Have you ever realized you’ve missed a dose of seizure medication? Forgetting to take epilepsy drugs is easy to do - maybe you were traveling, or you ran out of your meds. In one recent survey of people with epilepsy, 71% said they’d forgotten to take their dose at some point.
Oftentimes, missing one dose of seizure medication isn’t a major problem - there are simple solutions we’ll explore in this article. But it’s important to be aware that forgetting a dose could make having a seizure more likely. In fact, this is one of the top causes of breakthrough seizures.
So, what happens if you miss a dose of seizure medication, and how can you avoid this in future?
Breakthrough: Coping after a breakthrough seizure
Here’s what happens if you miss a dose of seizure medication
To understand what happens if you miss a dose of seizure medication, it’s helpful to take another look at how anti-epilepsy drugs work. At a basic level, seizure medication works in one of two ways:
1. Decreasing ‘excitation’ (the electrical activity) in your brain
2. Slowing down or stopping how electricity gets sent around your brain
Now, if you forget a dose of your anti-epilepsy drugs, then your brain cells are likely to become much more active, leading to a seizure. And because this change happens quite suddenly, it could also increase your risk of serious seizures - including long ‘status epilepticus’.
What to do if you missed one dose of seizure medication
If you’ve just missed one dose of your seizure medication, don’t panic. Although breakthrough seizures are possible after missing a single dose, it’s relatively uncommon. The risk is higher if you forget to take more than one dose.
Below are some suggestions of what to do if you missed one dose of seizure medication.
Remember that everyone is different - you might take multiple doses per day, or just one. Your pills might be ‘stronger’ (contain more active ingredients) than other people’s. Your size, sex, age and other physical activities all come into play. The following tips are only general - they don’t apply to everyone. It’s always best to speak directly with your treatment team for advice personalized to you.
- Don’t double dose
You might be tempted to double up on your meds next time you take them to make up for the missed dose. This isn’t necessary, and could cause unpleasant side effects. Read more in our blog about double dosing.
- Read the patient leaflet
All seizure medication will contain a leaflet that should provide information on what to do if you forget a dose. Of course, many people throw this leaflet away when they discard packaging - especially if they've been taking seizure drugs for years. But if you have access to the leaflet, follow the manufacturer’s advice.
- If you take ONE DOSE per day
Your treatment plan will usually include a certain time for taking your medication - this is intended to make the drugs most effective. But if you realize you forgot a few hours later, simply take the meds as soon as possible, then continue as usual the next day. It’s best not to simply skip the whole day, because the level of medication in your body could become too low, risking a breakthrough seizure.

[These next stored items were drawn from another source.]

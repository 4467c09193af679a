//! SQLite storage backend.
//!
//! Favorites live in a single `favorites` table keyed by the catalog identifier.
//! Listing order follows the `position` column, which every upsert sets past the
//! current maximum, so replacing a record moves it to the end.

use crate::domain::error::Result;
use crate::storage::backend::Storage;
use crate::storage::models::FavoriteRecord;
use crate::storage::schema;
use rusqlite::{params, Connection, OptionalExtension, Row};
use std::path::Path;

const SELECT_COLUMNS: &str = "id, title, poster_path, release_date, adult, backdrop_path, \
     original_language, overview, popularity, vote_average, saved_at";

/// SQLite-backed favorites storage.
///
/// The connection is owned exclusively; the type is `Send` but not `Sync`, and
/// [`FavoritesStore`](crate::storage::FavoritesStore) serializes access to it.
#[derive(Debug)]
pub struct SqliteStorage {
    conn: Connection,
}

impl SqliteStorage {
    /// Opens (or creates) the database file and migrates it to the current schema.
    ///
    /// Parent directories are created automatically.
    ///
    /// # Errors
    ///
    /// Returns an error if the file cannot be opened, if a migration fails, or
    /// if the file was written by a newer schema version.
    pub fn open(path: &Path) -> Result<Self> {
        tracing::debug!(path = ?path, "opening SQLite storage");

        if let Some(parent) = path.parent() {
            std::fs::create_dir_all(parent)?;
        }

        let conn = Connection::open(path)?;
        Self::with_connection(conn)
    }

    /// Opens a private in-memory database at the current schema.
    ///
    /// # Errors
    ///
    /// Returns an error if SQLite cannot allocate the database.
    pub fn open_in_memory() -> Result<Self> {
        Self::with_connection(Connection::open_in_memory()?)
    }

    fn with_connection(mut conn: Connection) -> Result<Self> {
        schema::init_schema(&mut conn)?;
        Ok(Self { conn })
    }

    fn read_record(row: &Row<'_>) -> rusqlite::Result<FavoriteRecord> {
        Ok(FavoriteRecord {
            id: row.get(0)?,
            title: row.get(1)?,
            poster_path: row.get(2)?,
            release_date: row.get(3)?,
            adult: row.get(4)?,
            backdrop_path: row.get(5)?,
            original_language: row.get(6)?,
            overview: row.get(7)?,
            popularity: row.get(8)?,
            vote_average: row.get(9)?,
            saved_at: row.get(10)?,
        })
    }
}

impl Storage for SqliteStorage {
    fn list_favorites(&self) -> Result<Vec<FavoriteRecord>> {
        let _span = tracing::debug_span!("sqlite_list_favorites").entered();

        let mut stmt = self
            .conn
            .prepare(&format!("SELECT {SELECT_COLUMNS} FROM favorites ORDER BY position"))?;
        let records = stmt
            .query_map([], Self::read_record)?
            .collect::<rusqlite::Result<Vec<_>>>()?;

        tracing::debug!(count = records.len(), "retrieved favorites");
        Ok(records)
    }

    fn get_favorite(&self, id: i64) -> Result<Option<FavoriteRecord>> {
        let _span = tracing::debug_span!("sqlite_get_favorite", id = id).entered();

        let record = self
            .conn
            .query_row(
                &format!("SELECT {SELECT_COLUMNS} FROM favorites WHERE id = ?1"),
                [id],
                Self::read_record,
            )
            .optional()?;

        tracing::debug!(found = record.is_some(), "favorite lookup complete");
        Ok(record)
    }

    fn upsert_favorite(&mut self, record: &FavoriteRecord) -> Result<()> {
        let _span = tracing::debug_span!("sqlite_upsert_favorite", id = record.id).entered();

        self.conn.execute(
            "INSERT OR REPLACE INTO favorites
                (id, title, poster_path, release_date, adult, backdrop_path,
                 original_language, overview, popularity, vote_average, saved_at, position)
             VALUES (?1, ?2, ?3, ?4, ?5, ?6, ?7, ?8, ?9, ?10, ?11,
                 (SELECT COALESCE(MAX(position), 0) + 1 FROM favorites))",
            params![
                record.id,
                record.title,
                record.poster_path,
                record.release_date,
                record.adult,
                record.backdrop_path,
                record.original_language,
                record.overview,
                record.popularity,
                record.vote_average,
                record.saved_at,
            ],
        )?;

        tracing::debug!("favorite stored");
        Ok(())
    }

    fn delete_favorite(&mut self, id: i64) -> Result<bool> {
        let _span = tracing::debug_span!("sqlite_delete_favorite", id = id).entered();

        let removed = self.conn.execute("DELETE FROM favorites WHERE id = ?1", [id])? > 0;

        tracing::debug!(removed = removed, "favorite delete complete");
        Ok(removed)
    }
}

- If you take TWO DOSES per day
If you missed one dose of seizure medication, but it’s more than 6 hours until your next dose, then take the missed dose now. If your second dose is timed to happen within 6 hours from now, just carry on as usual.

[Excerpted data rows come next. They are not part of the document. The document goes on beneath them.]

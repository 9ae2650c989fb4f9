//! Application bootstrap shared by every command

use std::sync::Arc;

use anyhow::Context;
use droid_core::crew::presets;
use droid_core::{Config, Error, LlmClient, MemoryStore, Orchestrator};
use droid_tools::register_default_tools;
use tracing::{info, warn};

/// Build the orchestrator: LLM client, memory store, built-in tools,
/// configured entities and the preset crews
pub fn build_orchestrator(config: &Config) -> anyhow::Result<Orchestrator> {
    let client = LlmClient::new(&config.llm).context("Failed to create LLM client")?;
    info!(provider = ?client.provider(), model = %client.model(), "LLM client ready");

    let memory = MemoryStore::new(&config.memory.db_path, config.memory.max_entries)
        .with_context(|| format!("Failed to open memory store at {}", config.memory.db_path))?;

    let mut orchestrator =
        Orchestrator::from_config(config, Arc::new(client), Some(Arc::new(memory)));

    register_default_tools(&mut orchestrator, config)?;
    orchestrator
        .load_from_config(config)
        .context("Invalid agents, tasks or crews in configuration")?;

    for preset in [presets::social_media_team, presets::content_research_team] {
        match preset(&mut orchestrator) {
            Ok(name) => info!(crew = %name, "Loaded preset crew"),
            Err(Error::DuplicateName(name)) => {
                warn!(name = %name, "Preset skipped, name already defined by configuration")
            }
            Err(e) => return Err(e.into()),
        }
    }

    Ok(orchestrator)
}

- If you take THREE OR MORE doses per day
It’s generally OK to simply wait until your next dose and carry on as usual.
Polytherapy: Taking multiple medications if you have seizures
Tips for remembering to take seizure medication
It’s totally normal to forget to take seizure medication from time to time - we’ve all got busy lives and so taking pills, syrups or powders can easily slip your mind. While occasionally missing one dose of seizure medication is easy to do, try your best to avoid this, since breakthrough seizures can happen.

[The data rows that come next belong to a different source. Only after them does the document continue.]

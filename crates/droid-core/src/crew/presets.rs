//! Predefined crews
//!
//! Agents get whichever of their preferred built-in tools are registered.

use super::{AgentSpec, CrewSpec, Orchestrator, Process, TaskSpec};
use crate::Result;

pub const SOCIAL_MEDIA_TEAM: &str = "social_media_team";
pub const CONTENT_RESEARCH_TEAM: &str = "content_research_team";

fn registered(orchestrator: &Orchestrator, preferred: &[&str]) -> Vec<String> {
    preferred
        .iter()
        .filter(|t| orchestrator.tools().contains(t))
        .map(|t| t.to_string())
        .collect()
}

/// Trend analyst -> content creator -> engagement manager
pub fn social_media_team(orchestrator: &mut Orchestrator) -> Result<String> {
    let analyst_tools = registered(orchestrator, &["search_web", "extract_hashtags"]);
    let creator_tools = registered(orchestrator, &["generate_text", "extract_hashtags"]);
    let manager_tools = registered(
        orchestrator,
        &["post_social", "reply_comment", "interact_influencer"],
    );

    orchestrator.create_agent(
        AgentSpec::new("trend_analyst", "Trend Analyst", "Identify trending topics and hashtags")
            .backstory("You are an expert at spotting trends before they go viral.")
            .tools(analyst_tools),
    )?;
    orchestrator.create_agent(
        AgentSpec::new("content_creator", "Content Creator", "Create engaging social media content")
            .backstory(
                "You are a creative content creator who specializes in creating viral social media posts.",
            )
            .tools(creator_tools),
    )?;
    orchestrator.create_agent(
        AgentSpec::new(
            "engagement_manager",
            "Engagement Manager",
            "Maximize engagement on social media posts",
        )
        .backstory("You know exactly how to get people to like, comment, and share content.")
        .tools(manager_tools),
    )?;

    orchestrator.create_task(
        TaskSpec::new(
            "analyze_trends",
            "Identify the top 3 trending topics in the specified niche",
            "trend_analyst",
        )
        .expected_output("A list of trending topics with hashtags and brief explanations"),
    )?;
    orchestrator.create_task(
        TaskSpec::new(
            "create_content",
            "Create social media content based on the trending topics:\n{analyze_trends}",
            "content_creator",
        )
        .expected_output("Social media post text, image description, and hashtags"),
    )?;
    orchestrator.create_task(
        TaskSpec::new(
            "optimize_engagement",
            "Optimize the content for maximum engagement:\n{create_content}",
            "engagement_manager",
        )
        .expected_output("Optimized social media post with posting schedule recommendations"),
    )?;

    orchestrator.create_crew(
        CrewSpec::new(
            SOCIAL_MEDIA_TEAM,
            ["analyze_trends", "create_content", "optimize_engagement"],
        )
        .process(Process::Sequential),
    )?;

    Ok(SOCIAL_MEDIA_TEAM.to_string())
}

/// Researcher -> writer -> editor
pub fn content_research_team(orchestrator: &mut Orchestrator) -> Result<String> {
    let researcher_tools = registered(orchestrator, &["search_web"]);
    let writer_tools = registered(orchestrator, &["generate_text"]);

    orchestrator.create_agent(
        AgentSpec::new("researcher", "Research Specialist", "Find accurate and relevant information")
            .backstory("You are a meticulous researcher who leaves no stone unturned.")
            .tools(researcher_tools),
    )?;
    orchestrator.create_agent(
        AgentSpec::new("writer", "Content Writer", "Create informative and engaging content")
            .backstory("You can explain complex topics in an accessible and engaging way.")
            .tools(writer_tools),
    )?;
    orchestrator.create_agent(
        AgentSpec::new(
            "editor",
            "Content Editor",
            "Ensure content is accurate, engaging, and well-structured",
        )
        .backstory("You have a keen eye for detail and know how to make content shine."),
    )?;

    orchestrator.create_task(
        TaskSpec::new("research_topic", "Research the specified topic thoroughly", "researcher")
            .expected_output("Comprehensive research notes with sources"),
    )?;
    orchestrator.create_task(
        TaskSpec::new(
            "write_content",
            "Write a comprehensive article based on the research:\n{research_topic}",
            "writer",
        )
        .expected_output("Draft article with headings, paragraphs, and citations"),
    )?;
    orchestrator.create_task(
        TaskSpec::new("edit_content", "Edit and polish the article:\n{write_content}", "editor")
            .expected_output("Final polished article ready for publication"),
    )?;

    orchestrator.create_crew(
        CrewSpec::new(
            CONTENT_RESEARCH_TEAM,
            ["research_topic", "write_content", "edit_content"],
        )
        .process(Process::Sequential),
    )?;

    Ok(CONTENT_RESEARCH_TEAM.to_string())
}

Here are some ways to reduce your chances of forgetting to take your medication:
1. Use Epsy
Epsy is an easy to use app which lets you set reminders to take your medication. You can also use it to log when you’ve taken your seizure meds, so you can always double check if you’re unsure about whether you took them or not. And it can really help with reminding you to take your AED - in a 2022 survey, 94.8% of Epsy users said it helped with their medication compliance.
2. Make sure you have enough seizure medication
Try to stay on top of your supply of medication, visiting your pharmacist regularly to ‘top up’.
3. Use a weekly pill box (if you take medication in this form)
A weekly pill box lets you put your seizure meds into daily compartments. You can then easily see which day it is, how many you’ve taken, and see if you’ve forgotten any.
Alternatively, if you take your meds as a powder or syrup, you could print out a timetable and put it on your fridge or somewhere you’ll easily see at home as a reminder.
4. Talk to your treatment team
If you’re finding it hard to follow your medication schedule for any reason, talk to your doctor. There might be other ways of taking your medication that you might find easier (e.g., replacing pills with a syrup, or powders you can mix into your food).
If you have epilepsy, it’s important to know what happens if you miss a dose of seizure medication. While missing a single dose is usually OK, being prepared - and making an effort not to forget in future - will reduce your risk of breakthrough seizures.